What’s it like having two entrepreneurs in the family (Schoenith’s husband, Shane, owns WoodKith furniture)?

It’s fun. I think he’s been enjoying it, him being a bit newer to the business. It’s been fun to collaborate on things together and bounce ideas off each other. And our brands go together… 

"I still have a pair of Frye boots I’ve had since college, and they still kick around" says Ashley. "They’re a quality product. You can traipse around a building project or go to a factory or sit at home and sketch in them. And it’s a brand that transcends trends. I’ve worn mine every season...  those are the kinds of products I’m drawn to, they're the essence of what my brand is about." Boots: Billy Pull-On.
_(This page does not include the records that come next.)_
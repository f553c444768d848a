//! Account fields: display name, email, password

use std::fmt;

use once_cell::sync::Lazy;
use regex::Regex;

use super::validation::bounded_text;
use super::ValidationError;

const MAX_USER_NAME_LEN: usize = 100;
const MAX_EMAIL_LEN: usize = 254;
const MIN_PASSWORD_LEN: usize = 6;
const MAX_PASSWORD_LEN: usize = 128;

/// local@domain.tld, no whitespace, exactly one '@'
static EMAIL_RE: Lazy<Regex> = Lazy::new(|| {
    Regex::new(r"^[^@\s]+@[^@\s]+\.[^@\s]+$").expect("invalid email regex")
});

/// Validated display name
#[derive(Debug, Clone, PartialEq, Eq)]
pub struct UserName(String);

impl UserName {
    pub fn new(s: &str) -> Result<Self, ValidationError> {
        bounded_text(s, "name", MAX_USER_NAME_LEN).map(Self)
    }

    pub fn as_str(&self) -> &str {
        &self.0
    }
}

/// Validated, lowercased email address
#[derive(Debug, Clone, PartialEq, Eq, Hash)]
pub struct Email(String);

impl Email {
    /// Create an email, normalising case and surrounding whitespace.
    ///
    /// # Example
    /// ```
    /// use campus_server::models::Email;
    ///
    /// assert_eq!(Email::new(" John@Example.com ").unwrap().as_str(), "john@example.com");
    /// assert!(Email::new("not-an-email").is_err());
    /// ```
    pub fn new(s: &str) -> Result<Self, ValidationError> {
        let email = bounded_text(s, "email", MAX_EMAIL_LEN)?.to_lowercase();

        if !EMAIL_RE.is_match(&email) {
            return Err(ValidationError::InvalidFormat {
                field: "email",
                reason: "must look like name@domain.tld",
            });
        }

        Ok(Self(email))
    }

    pub fn as_str(&self) -> &str {
        &self.0
    }
}

impl AsRef<str> for Email {
    fn as_ref(&self) -> &str {
        &self.0
    }
}

/// Plain-text password awaiting hashing.
///
/// Deliberately has no `Display`, and `Debug` is redacted.
#[derive(Clone)]
pub struct Password(String);

impl Password {
    /// Passwords are taken verbatim: no trimming.
    pub fn new(s: &str) -> Result<Self, ValidationError> {
        let len = s.chars().count();

        if len == 0 {
            return Err(ValidationError::Empty { field: "password" });
        }
        if len < MIN_PASSWORD_LEN {
            return Err(ValidationError::TooShort {
                field: "password",
                min: MIN_PASSWORD_LEN,
            });
        }
        if len > MAX_PASSWORD_LEN {
            return Err(ValidationError::TooLong {
                field: "password",
                max: MAX_PASSWORD_LEN,
            });
        }

        Ok(Self(s.to_owned()))
    }

    pub fn expose(&self) -> &str {
        &self.0
    }
}

impl fmt::Debug for Password {
    fn fmt(&self, f: &mut fmt::Formatter<'_>) -> fmt::Result {
        f.write_str("Password(***)")
    }
}
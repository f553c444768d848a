//! Password hashing (Argon2id, PHC string format)

use argon2::password_hash::{PasswordHash, PasswordHasher, PasswordVerifier, SaltString};
use argon2::Argon2;
use rand::rngs::OsRng;

use super::AuthError;
use crate::models::Password;

/// Hash a password with a fresh random salt.
///
/// The result is a self-describing PHC string (`$argon2id$v=19$...`)
/// suitable for storing in the `users.password` column.
pub fn hash_password(password: &Password) -> Result<String, AuthError> {
    let salt = SaltString::generate(&mut OsRng);
    let hash = Argon2::default()
        .hash_password(password.expose().as_bytes(), &salt)
        .map_err(|e| AuthError::Hashing(e.to_string()))?;
    Ok(hash.to_string())
}

/// Check `plain` against a stored PHC string.
///
/// A mismatch is `Ok(false)`; only a corrupt stored hash is an error.
pub fn verify_password(plain: &str, stored: &str) -> Result<bool, AuthError> {
    let parsed = PasswordHash::new(stored).map_err(|e| AuthError::Hashing(e.to_string()))?;

    match Argon2::default().verify_password(plain.as_bytes(), &parsed) {
        Ok(()) => Ok(true),
        Err(argon2::password_hash::Error::Password) => Ok(false),
        Err(e) => Err(AuthError::Hashing(e.to_string())),
    }
}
"I still have a pair of Frye boots I’ve had since college, and they still kick around" says Ashley. "They’re a quality product. You can traipse around a building project or go to a factory or sit at home and sketch in them. And it’s a brand that transcends trends. I’ve worn mine every season...  those are the kinds of products I’m drawn to, they're the essence of what my brand is about." Boots: Billy Pull-On.

How do you come up with new concepts or brainstorm new ideas?

Old, vintage things. Heirlooms in our house. Social media. We’re pretty big on collaborations, too. We’ve been doing a Southern Artisan Collection, which has been really great… finding other makers and people making things that are cool in the South is part of the creative process. Helping with the vision and general design, and then just letting people that are into detail-oriented crafts run with the concept and make it so much better than anything I could have imagined. I think that’s really the cool thing — seeing where the idea can go.

Was there a moment where you felt like you could do this for a living and not just a hobby?

When I quit my job. I have never really been terrified of it [entrepreneurship]. I find the possibilities exciting. I think you have to be like that when you’re doing it for yourself. You have to believe in what you’re doing. I mean, I wouldn’t go full force into something that I didn’t really love and believe in.

Anything coming up in the collection for people to look forward to?

We have some new things coming out for the holidays. We have a new design for the original collection that we’ve had in the vault for a long time. It will be the first piece we’ve done in the IceMilk Collection really since the original collection. Long term, with the re-brand, we’ll be looking outside the kitchen and seeing what that looks like.

Ashley's IceMilk aprons are sewn from muslin and linen.

Ashley's IceMilk aprons are sewn from muslin and linen.

Do you have any entrepreneurial brands or inspirations?

I take bits and pieces from everywhere. Obviously, the Martha Stewart lifestyle approach. I love that she made knitting and crafting en vogue again, and I think her approach to a lifestyle brand is interesting. Everything I’m seeing coming out of the handcrafted and maker communities has been really interesting. I’ve been following people on Instagram… what they’re doing and how it’s working for them.

How do you think social media and platforms like Instagram have changed how people shop and create?

Instagram is just so visual, which is how I think — and the video platforms are, too. It makes you have to be even more careful about your brand and keeping it on point because it melds the personal and professional. And then just the increased power of the consumer. It puts it a lot more into their hands. But it’s so powerful, especially when you can make it cross-platform. Damaris Phillips, the Food Network chef, has been wearing our aprons for five seasons … [both] social media and that collaboration have brought us more visibility than we could get with just traditional media.

How did you get into design originally?

My mom is an artist by trade. She was an art major in college, and she paints and she draws and works as a graphic designer, so I think that creativity was always part of our family. My dad’s more corporate and business-minded. I’m probably a happy medium between the two.